Contract signings precede closings by about 45-60 days, so the index is a leading indicator for upcoming existing-home sales reports.
In May, pending sales in the Northeast were 3.5% higher, and in the Midwest, they were 3.6% higher. In the West, they dropped 1.8%. In the South, they edged up 0.1%, but were slightly higher than year-ago levels, the only region in which that was the case in May.
Big picture: Housing peaked for this cycle in late 2017. Combined sales of newly-built and previously-owned homes have stagnated since then, with occasional small bright spots. It’s possible that housing activity could perk up from here, but if the rest of the economy is slowing sharply, that’s not likely.

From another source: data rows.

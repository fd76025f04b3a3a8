/// 自定义错误类型
///
/// 使用 thiserror 定义精确的错误类型，由事件通道携带给调用方
/// 调用方可以据此区分可恢复与不可恢复的失败
use std::io;
use thiserror::Error;

/// Relay Tunnel 的主要错误类型
#[derive(Error, Debug)]
pub enum TunnelError {
    /// 连接中继服务器失败
    #[error("Failed to connect to relay {addr}: {source}")]
    RemoteDial {
        addr: String,
        #[source]
        source: io::Error,
    },

    /// 连接本地服务失败
    #[error("Failed to connect to local service {addr}: {source}")]
    LocalDial {
        addr: String,
        #[source]
        source: io::Error,
    },

    /// 中继数据流错误
    #[error("Relay stream error: {0}")]
    Relay(#[source] io::Error),

    /// 配置错误
    #[error("Configuration error: {0}")]
    Config(String),

    /// I/O 错误
    #[error("I/O error: {0}")]
    Io(#[from] io::Error),

    /// 其他错误（保留与 anyhow 的兼容性）
    #[error(transparent)]
    Other(#[from] anyhow::Error),
}

/// Result 类型别名
pub type Result<T> = std::result::Result<T, TunnelError>;

impl TunnelError {
    /// 创建中继连接失败错误
    pub fn remote_dial(addr: impl Into<String>, source: io::Error) -> Self {
        Self::RemoteDial {
            addr: addr.into(),
            source,
        }
    }

    /// 创建本地连接失败错误
    pub fn local_dial(addr: impl Into<String>, source: io::Error) -> Self {
        Self::LocalDial {
            addr: addr.into(),
            source,
        }
    }

    /// 创建配置错误
    pub fn config_error(msg: impl Into<String>) -> Self {
        Self::Config(msg.into())
    }

    /// 检查底层原因是否为 "connection refused"
    pub fn is_connection_refused(&self) -> bool {
        match self {
            Self::RemoteDial { source, .. } | Self::LocalDial { source, .. } => {
                source.kind() == io::ErrorKind::ConnectionRefused
            }
            Self::Relay(source) | Self::Io(source) => {
                source.kind() == io::ErrorKind::ConnectionRefused
            }
            _ => false,
        }
    }

    /// 检查是否为配置错误
    pub fn is_config_error(&self) -> bool {
        matches!(self, Self::Config(_))
    }
}

#[cfg(test)]
mod tests {
    use super::*;

    #[test]
    fn test_remote_dial_error() {
        let io_err = io::Error::new(io::ErrorKind::ConnectionRefused, "refused");
        let err = TunnelError::remote_dial("127.0.0.1:7070", io_err);
        assert!(err.to_string().contains("Failed to connect to relay"));
        assert!(err.to_string().contains("127.0.0.1:7070"));
        assert!(err.is_connection_refused());
    }

    #[test]
    fn test_local_dial_error() {
        let io_err = io::Error::new(io::ErrorKind::PermissionDenied, "denied");
        let err = TunnelError::local_dial("localhost:8080", io_err);
        assert!(err.to_string().contains("local service"));
        assert!(!err.is_connection_refused());
    }

    #[test]
    fn test_config_error() {
        let err = TunnelError::config_error("remote_port cannot be 0");
        assert!(err.is_config_error());
        assert_eq!(
            err.to_string(),
            "Configuration error: remote_port cannot be 0"
        );
    }

    #[test]
    fn test_refused_detection_through_variants() {
        let refused = io::Error::new(io::ErrorKind::ConnectionRefused, "refused");
        assert!(TunnelError::Relay(refused).is_connection_refused());

        let reset = io::Error::new(io::ErrorKind::ConnectionReset, "reset");
        assert!(!TunnelError::Relay(reset).is_connection_refused());

        assert!(!TunnelError::config_error("x").is_connection_refused());
    }
}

What they’re saying: The Realtors cited “extremely attractive conditions for consumers” in the housing market, led by lower mortgage rates. Still, headwinds remain. There’s still not enough inventory, particularly at lower price points.
Market reaction: Home-builder Lennar /zigman2/quotes/202536373/composite LEN +1.08% has seen a decline of more than 7% in its share price over two days after revealing in a quarterly report out Tuesday that margins have suffered, in large part because of pricing incentives. “Home builders have not ramped up construction to the extent that is needed,” NAR Chief Economist Lawrence Yun said in a statement.